Fatty aldehyde dehydrogenase (ALDH) from the luminescent marine bacterium, Vibrio harveyi, differs from other ALDHs in its unique specificity and high affinity for NADP⁺. Two glutamic acid residues, Glu253 and Glu377, which are highly conserved in ALDHs, were investigated in the present study. Mutation of Glu253 to Ala decreased the k^cat for ALDH activity by over four orders of magnitude without a significant change in the K^m values for substrates or the ability to interact with nucleotides. Both thioesterase activity and a pre‐steady‐state burst of NAD(P)H were also eliminated, implicating Glu253 in promoting the nucleophilicity of the cysteine residue(Cys289) involved in forming the thiohemiacetal intermediate in the enzyme mechanism. Mutation of Glu377 to Gin (E377Q mutant) selectively decreased the k^cat for NAD⁺‐dependent ALDH activity (>10²‐fold) compared to only a 6‐fold loss in NADP⁺‐dependent activity without comparable changes to the K^m values for substrates.

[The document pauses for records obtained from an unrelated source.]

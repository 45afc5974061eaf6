//! Targets model
//!
//! Cached daily nutrition and hydration goals. A stored row is either
//! derived from the profile or a manual override; manual values stand until
//! an explicit recalculation writes a derived row over them. Rows are always
//! replaced wholesale, never partially merged.

use rusqlite::{params, Connection, Row};
use serde::{Deserialize, Serialize};

use crate::calc::NutritionTargets;
use crate::db::DbResult;

/// Where the stored targets came from
#[derive(Debug, Clone, Copy, PartialEq, Eq, Serialize, Deserialize)]
#[serde(rename_all = "lowercase")]
pub enum TargetSource {
    Derived,
    Manual,
}

impl TargetSource {
    pub fn as_str(&self) -> &'static str {
        match self {
            TargetSource::Derived => "derived",
            TargetSource::Manual => "manual",
        }
    }

    pub fn from_str(s: &str) -> Option<Self> {
        match s.to_lowercase().as_str() {
            "derived" => Some(TargetSource::Derived),
            "manual" => Some(TargetSource::Manual),
            _ => None,
        }
    }
}

/// Persisted daily targets (single row table)
#[derive(Debug, Clone, Serialize, Deserialize)]
pub struct Targets {
    pub id: i64,
    pub calories_kcal: i64,
    pub protein_g: i64,
    pub carbs_g: i64,
    pub fat_g: i64,
    pub water_liters: f64,
    pub source: TargetSource,
    pub created_at: String,
    pub updated_at: String,
}

impl Targets {
    /// Create from a database row
    fn from_row(row: &Row) -> rusqlite::Result<Self> {
        let source_str: String = row.get("source")?;
        let source = TargetSource::from_str(&source_str).ok_or_else(|| {
            rusqlite::Error::FromSqlConversionFailure(
                0,
                rusqlite::types::Type::Text,
                format!("unrecognized target source: {source_str}").into(),
            )
        })?;

        Ok(Self {
            id: row.get("id")?,
            calories_kcal: row.get("calories_kcal")?,
            protein_g: row.get("protein_g")?,
            carbs_g: row.get("carbs_g")?,
            fat_g: row.get("fat_g")?,
            water_liters: row.get("water_liters")?,
            source,
            created_at: row.get("created_at")?,
            updated_at: row.get("updated_at")?,
        })
    }

    /// Get the stored targets (single row table)
    pub fn get(conn: &Connection) -> DbResult<Option<Self>> {
        let mut stmt = conn.prepare("SELECT * FROM targets WHERE id = 1")?;

        let result = stmt.query_row([], Self::from_row);
        match result {
            Ok(targets) => Ok(Some(targets)),
            Err(rusqlite::Error::QueryReturnedNoRows) => Ok(None),
            Err(e) => Err(e.into()),
        }
    }

    /// Replace the stored targets wholesale
    pub fn set(conn: &Connection, values: &NutritionTargets, source: TargetSource) -> DbResult<Self> {
        conn.execute(
            r#"
            INSERT INTO targets (id, calories_kcal, protein_g, carbs_g, fat_g, water_liters, source)
            VALUES (1, ?1, ?2, ?3, ?4, ?5, ?6)
            ON CONFLICT(id) DO UPDATE SET
                calories_kcal = excluded.calories_kcal,
                protein_g = excluded.protein_g,
                carbs_g = excluded.carbs_g,
                fat_g = excluded.fat_g,
                water_liters = excluded.water_liters,
                source = excluded.source,
                updated_at = datetime('now')
            "#,
            params![
                values.calories_kcal,
                values.protein_g,
                values.carbs_g,
                values.fat_g,
                values.water_liters,
                source.as_str(),
            ],
        )?;

        Self::get(conn)?.ok_or_else(|| {
            crate::db::DbError::Sqlite(rusqlite::Error::QueryReturnedNoRows)
        })
    }

    /// Store freshly derived targets, clearing any manual override
    pub fn set_derived(conn: &Connection, values: &NutritionTargets) -> DbResult<Self> {
        Self::set(conn, values, TargetSource::Derived)
    }

    /// Store a manual override; it supersedes derived values until the next
    /// explicit recalculation
    pub fn set_manual(conn: &Connection, values: &NutritionTargets) -> DbResult<Self> {
        Self::set(conn, values, TargetSource::Manual)
    }

    /// The stored values as a calculator-level record
    pub fn values(&self) -> NutritionTargets {
        NutritionTargets {
            calories_kcal: self.calories_kcal,
            protein_g: self.protein_g,
            carbs_g: self.carbs_g,
            fat_g: self.fat_g,
            water_liters: self.water_liters,
        }
    }
}

#[cfg(test)]
mod tests {
    use super::*;
    use crate::db::migrations::run_migrations;

    fn test_conn() -> Connection {
        let conn = Connection::open_in_memory().unwrap();
        run_migrations(&conn).unwrap();
        conn
    }

    fn derived_values() -> NutritionTargets {
        NutritionTargets {
            calories_kcal: 2702,
            protein_g: 202,
            carbs_g: 270,
            fat_g: 90,
            water_liters: 2.6,
        }
    }

    #[test]
    fn test_set_and_get() {
        let conn = test_conn();
        assert!(Targets::get(&conn).unwrap().is_none());

        Targets::set_derived(&conn, &derived_values()).unwrap();
        let stored = Targets::get(&conn).unwrap().unwrap();
        assert_eq!(stored.calories_kcal, 2702);
        assert_eq!(stored.source, TargetSource::Derived);
    }

    #[test]
    fn test_manual_override_then_recalculation() {
        let conn = test_conn();
        Targets::set_derived(&conn, &derived_values()).unwrap();

        let manual = NutritionTargets {
            calories_kcal: 2400,
            protein_g: 180,
            carbs_g: 240,
            fat_g: 80,
            water_liters: 3.0,
        };
        let stored = Targets::set_manual(&conn, &manual).unwrap();
        assert_eq!(stored.source, TargetSource::Manual);
        assert_eq!(stored.calories_kcal, 2400);

        // Explicit recalculation replaces the override wholesale
        let stored = Targets::set_derived(&conn, &derived_values()).unwrap();
        assert_eq!(stored.source, TargetSource::Derived);
        assert_eq!(stored.calories_kcal, 2702);

        let count: i64 = conn
            .query_row("SELECT COUNT(*) FROM targets", [], |row| row.get(0))
            .unwrap();
        assert_eq!(count, 1);
    }
}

Consequently, the E377Q mutant had a very high specificity for NADP⁺(k_cat/k_m>10³ of that for NAD⁺) which was over 20 times higher than that of the wild‐type ALDH. Although a pre‐steady‐state burst of NAD(P)H was eliminated by this mutation, thioesterase activity was completely retained. Using [1‐²H]acetaldehyde as a substrate, a significant deuterium isotope effect was observed, implicating Glu377 in the hydride transfer step and not in acylation or release of the acyl group from the cysteine nucleophile. The increase in specificity of the E377Q mutant for NADP⁺ is consistent with a change in the rate‐limiting step determining k^cat from nucleotide‐dependent NAD(P)H dissociation to hydride transfer. The results provide biochemical evidence that the two highly conserved Glu residues are involved in different functions in the active site of V. harveyi ALDH.